• [PROBLEM DESCRIPTION]: Return the data below exactly, stopping after the line with "exceptions share one".

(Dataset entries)
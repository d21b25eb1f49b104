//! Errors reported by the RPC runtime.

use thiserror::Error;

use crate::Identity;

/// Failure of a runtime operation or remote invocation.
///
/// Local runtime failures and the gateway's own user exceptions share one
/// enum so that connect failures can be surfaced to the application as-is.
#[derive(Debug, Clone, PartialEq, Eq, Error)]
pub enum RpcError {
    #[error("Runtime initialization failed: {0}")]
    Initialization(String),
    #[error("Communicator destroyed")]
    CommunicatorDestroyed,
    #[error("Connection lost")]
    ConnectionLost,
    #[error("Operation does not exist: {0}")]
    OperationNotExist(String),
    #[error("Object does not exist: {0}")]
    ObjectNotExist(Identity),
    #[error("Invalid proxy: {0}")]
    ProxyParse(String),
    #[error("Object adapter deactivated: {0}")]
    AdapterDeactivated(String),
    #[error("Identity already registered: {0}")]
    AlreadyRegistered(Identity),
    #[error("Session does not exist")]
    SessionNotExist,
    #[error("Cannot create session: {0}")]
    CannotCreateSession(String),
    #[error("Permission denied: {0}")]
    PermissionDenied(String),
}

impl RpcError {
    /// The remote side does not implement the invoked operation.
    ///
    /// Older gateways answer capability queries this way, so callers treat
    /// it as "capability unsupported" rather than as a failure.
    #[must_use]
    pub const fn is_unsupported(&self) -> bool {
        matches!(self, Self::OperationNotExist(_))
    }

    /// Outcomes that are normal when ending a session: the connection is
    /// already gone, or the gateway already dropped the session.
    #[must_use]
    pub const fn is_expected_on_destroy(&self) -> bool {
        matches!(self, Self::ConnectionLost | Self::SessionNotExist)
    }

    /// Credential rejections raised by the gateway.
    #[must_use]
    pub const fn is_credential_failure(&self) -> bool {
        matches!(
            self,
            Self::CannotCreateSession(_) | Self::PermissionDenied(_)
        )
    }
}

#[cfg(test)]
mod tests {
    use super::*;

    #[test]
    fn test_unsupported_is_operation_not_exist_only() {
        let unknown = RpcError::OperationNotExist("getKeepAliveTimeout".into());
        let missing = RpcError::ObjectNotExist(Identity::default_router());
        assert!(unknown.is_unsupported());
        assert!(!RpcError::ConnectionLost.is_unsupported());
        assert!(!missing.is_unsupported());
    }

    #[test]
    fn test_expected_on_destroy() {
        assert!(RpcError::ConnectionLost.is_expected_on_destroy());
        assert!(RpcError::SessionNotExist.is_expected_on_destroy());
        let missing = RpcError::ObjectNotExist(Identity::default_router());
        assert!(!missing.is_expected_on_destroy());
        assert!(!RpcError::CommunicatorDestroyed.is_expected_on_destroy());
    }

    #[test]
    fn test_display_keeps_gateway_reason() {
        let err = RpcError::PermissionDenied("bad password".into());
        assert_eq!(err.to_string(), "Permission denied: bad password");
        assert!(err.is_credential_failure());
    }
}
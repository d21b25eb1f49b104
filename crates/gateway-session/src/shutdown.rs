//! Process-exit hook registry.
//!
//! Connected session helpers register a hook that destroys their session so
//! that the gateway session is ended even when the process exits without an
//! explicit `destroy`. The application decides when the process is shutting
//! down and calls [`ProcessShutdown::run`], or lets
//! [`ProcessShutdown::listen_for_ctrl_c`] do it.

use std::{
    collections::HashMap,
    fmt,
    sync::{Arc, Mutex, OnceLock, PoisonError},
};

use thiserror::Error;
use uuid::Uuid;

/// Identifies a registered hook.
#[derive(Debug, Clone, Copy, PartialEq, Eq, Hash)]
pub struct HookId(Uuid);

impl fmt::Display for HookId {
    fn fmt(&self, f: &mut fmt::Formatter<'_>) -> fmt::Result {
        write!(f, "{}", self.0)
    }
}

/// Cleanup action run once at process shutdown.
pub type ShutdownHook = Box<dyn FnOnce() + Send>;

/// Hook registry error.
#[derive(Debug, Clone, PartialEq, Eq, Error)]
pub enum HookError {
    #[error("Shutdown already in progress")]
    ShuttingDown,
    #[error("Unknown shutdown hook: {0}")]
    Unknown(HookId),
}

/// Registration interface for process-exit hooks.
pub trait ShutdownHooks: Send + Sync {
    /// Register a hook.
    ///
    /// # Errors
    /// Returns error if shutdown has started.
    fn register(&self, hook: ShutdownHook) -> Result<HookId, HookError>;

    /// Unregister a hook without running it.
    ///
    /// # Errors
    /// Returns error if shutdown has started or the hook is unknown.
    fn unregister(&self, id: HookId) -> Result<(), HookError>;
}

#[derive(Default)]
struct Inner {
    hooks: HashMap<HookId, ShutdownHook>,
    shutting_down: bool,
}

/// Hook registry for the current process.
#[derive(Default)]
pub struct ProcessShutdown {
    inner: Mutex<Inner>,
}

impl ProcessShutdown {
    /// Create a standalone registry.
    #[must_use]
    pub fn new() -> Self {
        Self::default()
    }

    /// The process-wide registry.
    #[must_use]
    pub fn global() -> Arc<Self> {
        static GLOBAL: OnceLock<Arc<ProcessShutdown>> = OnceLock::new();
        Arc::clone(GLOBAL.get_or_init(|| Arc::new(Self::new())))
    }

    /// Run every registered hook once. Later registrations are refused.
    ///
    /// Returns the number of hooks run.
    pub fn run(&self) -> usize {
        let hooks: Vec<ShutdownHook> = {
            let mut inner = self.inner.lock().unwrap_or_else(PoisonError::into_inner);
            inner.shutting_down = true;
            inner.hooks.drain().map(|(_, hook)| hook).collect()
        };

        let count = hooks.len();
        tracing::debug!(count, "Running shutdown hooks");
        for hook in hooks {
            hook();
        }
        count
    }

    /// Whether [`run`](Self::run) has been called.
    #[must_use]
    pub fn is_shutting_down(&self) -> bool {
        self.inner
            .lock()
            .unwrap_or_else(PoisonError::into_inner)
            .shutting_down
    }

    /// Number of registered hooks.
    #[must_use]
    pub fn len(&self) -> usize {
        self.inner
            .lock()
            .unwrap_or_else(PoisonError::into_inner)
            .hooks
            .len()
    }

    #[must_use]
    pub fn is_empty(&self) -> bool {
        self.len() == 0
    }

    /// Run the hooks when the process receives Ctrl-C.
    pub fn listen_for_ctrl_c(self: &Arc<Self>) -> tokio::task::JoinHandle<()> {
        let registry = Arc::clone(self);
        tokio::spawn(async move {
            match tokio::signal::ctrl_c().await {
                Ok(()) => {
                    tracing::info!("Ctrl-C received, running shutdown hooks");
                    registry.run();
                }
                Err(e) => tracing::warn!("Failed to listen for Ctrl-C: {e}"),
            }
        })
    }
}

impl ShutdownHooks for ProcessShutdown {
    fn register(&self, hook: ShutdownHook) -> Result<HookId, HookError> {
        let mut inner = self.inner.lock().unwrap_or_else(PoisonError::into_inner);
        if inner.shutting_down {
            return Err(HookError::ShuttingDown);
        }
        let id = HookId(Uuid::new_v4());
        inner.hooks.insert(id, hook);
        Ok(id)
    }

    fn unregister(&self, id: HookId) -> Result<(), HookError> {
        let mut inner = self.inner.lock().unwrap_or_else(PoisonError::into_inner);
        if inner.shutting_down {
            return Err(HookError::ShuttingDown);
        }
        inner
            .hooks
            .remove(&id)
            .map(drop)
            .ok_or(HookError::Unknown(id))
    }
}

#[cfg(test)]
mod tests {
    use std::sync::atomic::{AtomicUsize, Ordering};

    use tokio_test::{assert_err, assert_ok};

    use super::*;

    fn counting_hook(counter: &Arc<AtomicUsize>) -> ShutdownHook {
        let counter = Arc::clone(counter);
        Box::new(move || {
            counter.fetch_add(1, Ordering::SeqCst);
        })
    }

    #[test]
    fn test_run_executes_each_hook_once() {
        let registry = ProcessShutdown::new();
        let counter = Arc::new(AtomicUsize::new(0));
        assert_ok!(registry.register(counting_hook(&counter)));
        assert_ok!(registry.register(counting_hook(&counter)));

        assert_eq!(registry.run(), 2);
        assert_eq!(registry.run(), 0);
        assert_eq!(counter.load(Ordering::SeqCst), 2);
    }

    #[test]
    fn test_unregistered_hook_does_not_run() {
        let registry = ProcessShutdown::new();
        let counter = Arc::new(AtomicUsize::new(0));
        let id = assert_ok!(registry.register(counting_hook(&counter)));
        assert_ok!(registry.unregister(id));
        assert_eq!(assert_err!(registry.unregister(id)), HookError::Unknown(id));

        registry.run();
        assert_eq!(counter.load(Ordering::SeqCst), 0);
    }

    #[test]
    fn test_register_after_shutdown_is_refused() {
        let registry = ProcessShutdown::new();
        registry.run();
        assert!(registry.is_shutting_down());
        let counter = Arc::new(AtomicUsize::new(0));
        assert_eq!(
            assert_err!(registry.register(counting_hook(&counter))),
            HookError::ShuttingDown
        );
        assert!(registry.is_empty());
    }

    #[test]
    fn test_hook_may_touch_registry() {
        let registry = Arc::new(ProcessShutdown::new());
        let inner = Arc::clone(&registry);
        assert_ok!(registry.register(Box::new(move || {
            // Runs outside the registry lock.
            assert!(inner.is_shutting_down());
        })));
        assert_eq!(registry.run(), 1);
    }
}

• [ANSWER BOX]:
repository d21b25eb1f49b104
//! Errors reported by the RPC runtime.

use thiserror::Error;

use crate::Identity;

/// Failure of a runtime operation or remote invocation.
///
/// Local runtime failures and the gateway's own user exceptions share one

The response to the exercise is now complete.